====== Given information ======
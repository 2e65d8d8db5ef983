//! 错误恢复引擎
//!
//! 根据 ReviewError 类型返回 RecoveryAction，供工具调用循环决定是重试、降级还是终止。

use crate::core::{RecoveryAction, ReviewError};

/// 语义化错误恢复：将错误映射为可执行动作（重试提示 / 降级 / 终止）
#[derive(Debug, Default)]
pub struct RecoveryEngine;

impl RecoveryEngine {
    pub fn new() -> Self {
        Self
    }

    pub fn handle(&self, err: &ReviewError) -> RecoveryAction {
        match err {
            ReviewError::JsonParseError(raw) => {
                RecoveryAction::RetryWithPrompt(format!(
                    "上一轮输出的工具调用 JSON 格式错误: {raw}。\
                    调用工具时你必须只输出一个合法的 JSON 对象，格式为: \
                    {{\"tool\": \"工具名\", \"args\": {{...}}}}；\
                    如果不需要调用工具，请直接输出给顾客的回复正文，不要包含花括号。"
                ))
            }
            ReviewError::ToolUnavailable(msg) | ReviewError::IndexBuildFailure(msg) => {
                RecoveryAction::Degrade(format!(
                    "工具调用失败（{msg}），说明书暂时无法查询。请不要再调用工具，直接生成真诚、安抚性的回复。"
                ))
            }
            ReviewError::ToolTimeout(tool) => RecoveryAction::Degrade(format!(
                "工具 {tool} 执行超时。请不要再调用工具，直接生成真诚、安抚性的回复。"
            )),
            ReviewError::UnknownTool(tool) => RecoveryAction::Degrade(format!(
                "不存在名为 {tool} 的工具。请直接生成真诚、安抚性的回复。"
            )),
            _ => RecoveryAction::Abort,
        }
    }
}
======
Activity
Among the lines above, tally those containing the string "RecoveryEngine" and give only the result.

Response area
2